Collected data
=-=-=-=-=
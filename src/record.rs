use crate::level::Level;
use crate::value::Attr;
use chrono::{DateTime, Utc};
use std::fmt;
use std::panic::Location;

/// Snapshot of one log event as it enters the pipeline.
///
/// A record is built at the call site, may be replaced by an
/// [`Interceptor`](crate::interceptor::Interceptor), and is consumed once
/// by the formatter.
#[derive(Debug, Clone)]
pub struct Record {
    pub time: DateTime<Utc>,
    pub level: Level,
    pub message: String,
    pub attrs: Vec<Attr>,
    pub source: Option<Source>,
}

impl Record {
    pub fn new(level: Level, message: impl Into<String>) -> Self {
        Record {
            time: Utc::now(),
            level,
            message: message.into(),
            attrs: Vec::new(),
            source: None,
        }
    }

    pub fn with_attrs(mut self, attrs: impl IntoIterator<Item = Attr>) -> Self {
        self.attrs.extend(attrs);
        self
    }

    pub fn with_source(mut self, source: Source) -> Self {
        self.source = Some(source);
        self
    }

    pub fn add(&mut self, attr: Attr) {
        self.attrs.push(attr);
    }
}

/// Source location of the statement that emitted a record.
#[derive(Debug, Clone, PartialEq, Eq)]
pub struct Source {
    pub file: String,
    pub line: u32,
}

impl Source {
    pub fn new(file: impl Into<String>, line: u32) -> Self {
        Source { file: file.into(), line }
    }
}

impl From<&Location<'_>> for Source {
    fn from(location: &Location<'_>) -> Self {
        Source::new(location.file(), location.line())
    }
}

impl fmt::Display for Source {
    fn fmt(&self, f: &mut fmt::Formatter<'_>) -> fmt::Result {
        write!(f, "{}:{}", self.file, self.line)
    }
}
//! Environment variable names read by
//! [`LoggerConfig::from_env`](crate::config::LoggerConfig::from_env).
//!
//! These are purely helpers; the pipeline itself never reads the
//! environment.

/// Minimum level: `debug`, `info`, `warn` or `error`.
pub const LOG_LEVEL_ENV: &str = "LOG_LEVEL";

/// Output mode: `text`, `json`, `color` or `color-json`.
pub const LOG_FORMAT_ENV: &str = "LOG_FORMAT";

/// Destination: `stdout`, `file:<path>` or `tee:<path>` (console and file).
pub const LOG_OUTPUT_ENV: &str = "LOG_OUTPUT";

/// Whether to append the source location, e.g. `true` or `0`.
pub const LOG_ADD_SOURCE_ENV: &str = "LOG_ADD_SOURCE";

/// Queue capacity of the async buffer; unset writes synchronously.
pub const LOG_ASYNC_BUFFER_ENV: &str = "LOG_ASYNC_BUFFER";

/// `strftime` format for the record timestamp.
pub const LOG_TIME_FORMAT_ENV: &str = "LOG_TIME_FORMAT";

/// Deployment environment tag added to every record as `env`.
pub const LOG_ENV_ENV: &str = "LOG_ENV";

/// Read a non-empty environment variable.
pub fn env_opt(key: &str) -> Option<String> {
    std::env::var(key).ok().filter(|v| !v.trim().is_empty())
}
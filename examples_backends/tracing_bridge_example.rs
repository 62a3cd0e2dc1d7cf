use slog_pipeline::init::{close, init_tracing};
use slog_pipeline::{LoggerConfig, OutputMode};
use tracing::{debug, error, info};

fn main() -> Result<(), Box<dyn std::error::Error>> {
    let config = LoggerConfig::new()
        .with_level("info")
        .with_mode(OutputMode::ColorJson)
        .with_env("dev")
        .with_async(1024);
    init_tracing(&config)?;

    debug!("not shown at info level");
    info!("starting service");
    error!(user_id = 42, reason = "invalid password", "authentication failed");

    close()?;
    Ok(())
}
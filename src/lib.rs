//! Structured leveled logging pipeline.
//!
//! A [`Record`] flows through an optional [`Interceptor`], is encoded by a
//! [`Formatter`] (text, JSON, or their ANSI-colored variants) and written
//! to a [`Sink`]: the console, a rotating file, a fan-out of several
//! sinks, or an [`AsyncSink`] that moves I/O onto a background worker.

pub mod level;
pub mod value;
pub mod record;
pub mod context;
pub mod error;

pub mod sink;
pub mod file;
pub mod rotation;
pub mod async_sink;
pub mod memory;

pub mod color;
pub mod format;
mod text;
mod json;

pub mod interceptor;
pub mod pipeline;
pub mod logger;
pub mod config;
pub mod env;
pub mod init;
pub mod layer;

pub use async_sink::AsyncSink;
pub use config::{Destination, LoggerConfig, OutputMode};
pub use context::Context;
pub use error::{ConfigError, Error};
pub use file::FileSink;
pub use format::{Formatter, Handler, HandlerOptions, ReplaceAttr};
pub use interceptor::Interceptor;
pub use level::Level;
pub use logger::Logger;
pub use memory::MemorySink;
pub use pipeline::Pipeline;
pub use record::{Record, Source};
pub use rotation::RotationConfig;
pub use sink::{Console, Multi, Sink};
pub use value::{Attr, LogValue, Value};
=-=-=-=-=
WORK INSTRUCTION
Reproduce the data above in full, with no line missing.

EXERCISE RESPONSE
filename src/record.rs
use crate::level::Level;
use crate::value::Attr;
use chrono::{DateTime, Utc};
use std::fmt;
use std::panic::Location;

/// Snapshot of one log event as it enters the pipeline.
///
/// A record is built at the call site, may be replaced by an
/// [`Interceptor`](crate::interceptor::Interceptor), and is consumed once
/// by the formatter.
#[derive(Debug, Clone)]
pub struct Record {
    pub time: DateTime<Utc>,
    pub level: Level,
    pub message: String,
    pub attrs: Vec<Attr>,
    pub source: Option<Source>,
}

impl Record {
    pub fn new(level: Level, message: impl Into<String>) -> Self {
        Record {
            time: Utc::now(),
            level,
            message: message.into(),
            attrs: Vec::new(),
            source: None,
        }
    }

    pub fn with_attrs(mut self, attrs: impl IntoIterator<Item = Attr>) -> Self {
        self.attrs.extend(attrs);
        self
    }

    pub fn with_source(mut self, source: Source) -> Self {
        self.source = Some(source);
        self
    }

    pub fn add(&mut self, attr: Attr) {
        self.attrs.push(attr);
    }
}

/// Source location of the statement that emitted a record.
#[derive(Debug, Clone, PartialEq, Eq)]
pub struct Source {
    pub file: String,
    pub line: u32,
}

impl Source {
    pub fn new(file: impl Into<String>, line: u32) -> Self {
        Source { file: file.into(), line }
    }
}

impl From<&Location<'_>> for Source {
    fn from(location: &Location<'_>) -> Self {
        Source::new(location.file(), location.line())
    }
}

impl fmt::Display for Source {
    fn fmt(&self, f: &mut fmt::Formatter<'_>) -> fmt::Result {
        write!(f, "{}:{}", self.file, self.line)
    }
}
//! Environment variable names read by
//! [`LoggerConfig::from_env`](crate::config::LoggerConfig::from_env).
//!
//! These are purely helpers; the pipeline itself never reads the
//! environment.

/// Minimum level: `debug`, `info`, `warn` or `error`.
pub const LOG_LEVEL_ENV: &str = "LOG_LEVEL";

/// Output mode: `text`, `json`, `color` or `color-json`.
pub const LOG_FORMAT_ENV: &str = "LOG_FORMAT";

/// Destination: `stdout`, `file:<path>` or `tee:<path>` (console and file).
pub const LOG_OUTPUT_ENV: &str = "LOG_OUTPUT";

/// Whether to append the source location, e.g. `true` or `0`.
pub const LOG_ADD_SOURCE_ENV: &str = "LOG_ADD_SOURCE";

/// Queue capacity of the async buffer; unset writes synchronously.
pub const LOG_ASYNC_BUFFER_ENV: &str = "LOG_ASYNC_BUFFER";

/// `strftime` format for the record timestamp.
pub const LOG_TIME_FORMAT_ENV: &str = "LOG_TIME_FORMAT";

/// Deployment environment tag added to every record as `env`.
pub const LOG_ENV_ENV: &str = "LOG_ENV";

/// Read a non-empty environment variable.
pub fn env_opt(key: &str) -> Option<String> {
    std::env::var(key).ok().filter(|v| !v.trim().is_empty())
}
filename examples_backends/tracing_bridge_example.rs
repository 62a3cd0e2dc1d7cf
use slog_pipeline::init::{close, init_tracing};
use slog_pipeline::{LoggerConfig, OutputMode};
use tracing::{debug, error, info};

fn main() -> Result<(), Box<dyn std::error::Error>> {
    let config = LoggerConfig::new()
        .with_level("info")
        .with_mode(OutputMode::ColorJson)
        .with_env("dev")
        .with_async(1024);
    init_tracing(&config)?;

    debug!("not shown at info level");
    info!("starting service");
    error!(user_id = 42, reason = "invalid password", "authentication failed");

    close()?;
    Ok(())
}
filename src/lib.rs
//! Structured leveled logging pipeline.
//!
//! A [`Record`] flows through an optional [`Interceptor`], is encoded by a
//! [`Formatter`] (text, JSON, or their ANSI-colored variants) and written
//! to a [`Sink`]: the console, a rotating file, a fan-out of several
//! sinks, or an [`AsyncSink`] that moves I/O onto a background worker.

pub mod level;
pub mod value;
pub mod record;
pub mod context;
pub mod error;

pub mod sink;
pub mod file;
pub mod rotation;
pub mod async_sink;
pub mod memory;

pub mod color;
pub mod format;
mod text;
mod json;

pub mod interceptor;
pub mod pipeline;
pub mod logger;
pub mod config;
pub mod env;
pub mod init;
pub mod layer;

pub use async_sink::AsyncSink;
pub use config::{Destination, LoggerConfig, OutputMode};
pub use context::Context;
pub use error::{ConfigError, Error};
pub use file::FileSink;
pub use format::{Formatter, Handler, HandlerOptions, ReplaceAttr};
pub use interceptor::Interceptor;
pub use level::Level;
pub use logger::Logger;
pub use memory::MemorySink;
pub use pipeline::Pipeline;
pub use record::{Record, Source};
pub use rotation::RotationConfig;
pub use sink::{Console, Multi, Sink};
pub use value::{Attr, LogValue, Value};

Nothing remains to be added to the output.